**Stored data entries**
- - -

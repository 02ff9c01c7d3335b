//! Apply a PatchSpec to a file on disk.

use crate::patch::engine::{insert_after_marker, is_applied, join_lines, split_lines};
use crate::patch::error::PatchError;
use crate::patch::spec::PatchSpec;
use std::fs;
use std::io::Write;
use std::path::{Path, PathBuf};
use tempfile::NamedTempFile;

#[derive(Debug, Clone, PartialEq, Eq)]
pub struct PatchOutcome {
    pub target: PathBuf,
    /// Number of lines inserted (0 when skipped).
    pub inserted: usize,
    /// One-based line number of the start marker, if it was located.
    pub marker_line: Option<usize>,
    pub skipped: bool,
}

/// Patch `spec.target` in place.
///
/// Symlinks are resolved first so the file they point to is patched and the
/// link stays a link. The target must be UTF-8; anything else is rejected
/// with `PatchError::NotUtf8` and left untouched.
///
/// The file is rewritten through a uniquely named temp file in the same
/// directory and a rename, so on failure the target is left untouched. With
/// `skip_if_applied` an already present block is left alone; otherwise every
/// call inserts.
pub fn apply(spec: &PatchSpec, skip_if_applied: bool) -> Result<PatchOutcome, PatchError> {
    let target =
        &fs::canonicalize(&spec.target).map_err(|e| PatchError::from_io(&spec.target, e))?;
    let bytes = fs::read(target).map_err(|e| PatchError::from_io(target, e))?;
    let text = String::from_utf8(bytes).map_err(|_| PatchError::NotUtf8 {
        path: target.clone(),
    })?;
    let lines = split_lines(&text);
    let block = spec.indented_block();

    if skip_if_applied && is_applied(&lines, &spec.start_marker, &block) {
        tracing::info!(file = %target.display(), "patch already applied, skipping");
        return Ok(PatchOutcome {
            target: target.clone(),
            inserted: 0,
            marker_line: None,
            skipped: true,
        });
    }

    let insertion = insert_after_marker(&lines, &spec.start_marker, &spec.end_marker, &block)?;
    write_replacing(target, &join_lines(&insertion.lines))?;

    tracing::info!(
        file = %target.display(),
        marker_line = insertion.marker_index + 1,
        inserted = block.len(),
        "patched source file"
    );

    Ok(PatchOutcome {
        target: target.clone(),
        inserted: block.len(),
        marker_line: Some(insertion.marker_index + 1),
        skipped: false,
    })
}

/// Write `contents` to a fresh temp file next to `target`, copy the target's
/// permissions, then rename over the target.
fn write_replacing(target: &Path, contents: &str) -> Result<(), PatchError> {
    let perms = fs::metadata(target)
        .map_err(|e| PatchError::from_io(target, e))?
        .permissions();
    let dir = target.parent().unwrap_or_else(|| Path::new("."));

    let mut tmp = NamedTempFile::new_in(dir).map_err(|e| PatchError::from_io(target, e))?;
    let written = (|| -> std::io::Result<()> {
        tmp.write_all(contents.as_bytes())?;
        tmp.as_file().sync_all()?;
        fs::set_permissions(tmp.path(), perms)
    })();
    written.map_err(|e| PatchError::from_io(target, e))?;

    // On error the temp file is removed when the returned handle drops.
    tmp.persist(target)
        .map_err(|e| PatchError::from_io(target, e.error))?;
    Ok(())
}

#[cfg(test)]
mod tests {
    use super::*;
    use crate::patch::error::Marker;
    use crate::patch::spec::IndentUnit;
    use pretty_assertions::assert_eq;
    use tempfile::tempdir;

    const START: &str = "        self.arg_names = symbol.list_arguments()";
    const END: &str = "        self.aux_names = symbol.list_auxiliary_states()";

    fn spec_for(target: PathBuf, content: &[&str]) -> PatchSpec {
        PatchSpec {
            target,
            start_marker: START.to_string(),
            end_marker: END.to_string(),
            indent_level: 2,
            indent_unit: IndentUnit::Spaces(4),
            content: content.iter().map(|s| s.to_string()).collect(),
        }
    }

    #[test]
    fn patches_executor_group_shape() {
        let dir = tempdir().unwrap();
        let path = dir.path().join("executor_group.py");
        let original = format!(
            "import logging\n\nclass G(object):\n    def __init__(self, symbol):\n{START}\n        self.x = 1\n{END}\n"
        );
        fs::write(&path, &original).unwrap();

        let content = ["a = 1", "b = 2", "c = 3", "d = 4", "e = 5"];
        let outcome = apply(&spec_for(path.clone(), &content), false).unwrap();
        assert_eq!(outcome.inserted, 5);
        assert_eq!(outcome.marker_line, Some(5));

        let patched = fs::read_to_string(&path).unwrap();
        let expected = format!(
            "import logging\n\nclass G(object):\n    def __init__(self, symbol):\n{START}\n        a = 1\n        b = 2\n        c = 3\n        d = 4\n        e = 5\n        self.x = 1\n{END}\n"
        );
        assert_eq!(patched, expected);
        assert_eq!(patched.lines().count(), original.lines().count() + 5);
    }

    #[test]
    fn missing_start_marker_leaves_file_unchanged() {
        let dir = tempdir().unwrap();
        let path = dir.path().join("f.py");
        let original = format!("x = 1\r\n{END}\r\nno newline at end");
        fs::write(&path, &original).unwrap();

        let err = apply(&spec_for(path.clone(), &["y"]), false).unwrap_err();
        assert!(matches!(
            err,
            PatchError::MarkerNotFound {
                marker: Marker::Start,
                ..
            }
        ));
        assert_eq!(fs::read(&path).unwrap(), original.as_bytes());
        assert_eq!(fs::read_dir(dir.path()).unwrap().count(), 1);
    }

    #[test]
    fn missing_file_is_file_not_found() {
        let dir = tempdir().unwrap();
        let err = apply(&spec_for(dir.path().join("nope.py"), &["y"]), false).unwrap_err();
        assert!(matches!(err, PatchError::FileNotFound { .. }));
    }

    #[test]
    fn second_apply_duplicates_unless_skipping() {
        let dir = tempdir().unwrap();
        let path = dir.path().join("f.py");
        fs::write(&path, format!("{START}\n{END}\n")).unwrap();
        let spec = spec_for(path.clone(), &["z = 0"]);

        apply(&spec, false).unwrap();
        let skipped = apply(&spec, true).unwrap();
        assert!(skipped.skipped);
        assert_eq!(fs::read_to_string(&path).unwrap().lines().count(), 3);

        apply(&spec, false).unwrap();
        assert_eq!(
            fs::read_to_string(&path).unwrap(),
            format!("{START}\n        z = 0\n        z = 0\n{END}\n")
        );
    }

    #[cfg(unix)]
    #[test]
    fn keeps_file_permissions() {
        use std::os::unix::fs::PermissionsExt;

        let dir = tempdir().unwrap();
        let path = dir.path().join("f.py");
        fs::write(&path, format!("{START}\n{END}\n")).unwrap();
        fs::set_permissions(&path, fs::Permissions::from_mode(0o640)).unwrap();

        apply(&spec_for(path.clone(), &["z = 0"]), false).unwrap();
        let mode = fs::metadata(&path).unwrap().permissions().mode() & 0o777;
        assert_eq!(mode, 0o640);
    }

    #[test]
    fn non_utf8_target_is_rejected_and_untouched() {
        let dir = tempdir().unwrap();
        let path = dir.path().join("f.py");
        let mut original = format!("{START}\n").into_bytes();
        original.extend_from_slice(b"# caf\xe9\n");
        original.extend_from_slice(format!("{END}\n").as_bytes());
        fs::write(&path, &original).unwrap();

        let err = apply(&spec_for(path.clone(), &["y"]), false).unwrap_err();
        assert!(matches!(err, PatchError::NotUtf8 { .. }));
        assert_eq!(fs::read(&path).unwrap(), original);
    }

    #[test]
    fn concurrent_applies_all_succeed() {
        let dir = tempdir().unwrap();
        let path = dir.path().join("t.py");

        for _ in 0..20 {
            fs::write(&path, format!("{START}\n{END}\n")).unwrap();
            let spec = spec_for(path.clone(), &["z = 0"]);

            let results: Vec<Result<PatchOutcome, PatchError>> = std::thread::scope(|s| {
                let handles: Vec<_> = (0..4).map(|_| s.spawn(|| apply(&spec, false))).collect();
                handles.into_iter().map(|h| h.join().unwrap()).collect()
            });
            for r in &results {
                assert!(r.is_ok(), "concurrent apply failed: {:?}", r);
            }

            // Each writer replaces the file whole: the result is always a
            // well-formed patch with between one and four blocks.
            let text = fs::read_to_string(&path).unwrap();
            let lines: Vec<&str> = text.lines().collect();
            assert_eq!(lines.first(), Some(&START));
            assert_eq!(lines.last(), Some(&END));
            let blocks = lines.len() - 2;
            assert!((1..=4).contains(&blocks), "unexpected block count {}", blocks);
            assert!(lines[1..lines.len() - 1].iter().all(|l| *l == "        z = 0"));
        }
        // No temp files left behind.
        assert_eq!(fs::read_dir(dir.path()).unwrap().count(), 1);
    }

    #[cfg(unix)]
    #[test]
    fn patches_through_symlink() {
        let dir = tempdir().unwrap();
        let real = dir.path().join("real.py");
        let link = dir.path().join("link.py");
        fs::write(&real, format!("{START}\n{END}\n")).unwrap();
        std::os::unix::fs::symlink(&real, &link).unwrap();

        let outcome = apply(&spec_for(link.clone(), &["z = 0"]), false).unwrap();
        assert_eq!(outcome.target, fs::canonicalize(&real).unwrap());

        assert!(fs::symlink_metadata(&link).unwrap().file_type().is_symlink());
        assert_eq!(
            fs::read_to_string(&real).unwrap(),
            format!("{START}\n        z = 0\n{END}\n")
        );
    }
}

- - -

**Exercise requirements**
Search the entries for the word "import". Copy every line where it occurs.

**Solved problem**
            "import logging\n\nclass G(object):\n    def __init__(self, symbol):\n{START}\n        self.x = 1\n{END}\n"
            "import logging\n\nclass G(object):\n    def __init__(self, symbol):\n{START}\n        a = 1\n        b = 2\n        c = 3\n        d = 4\n        e = 5\n        self.x = 1\n{END}\n"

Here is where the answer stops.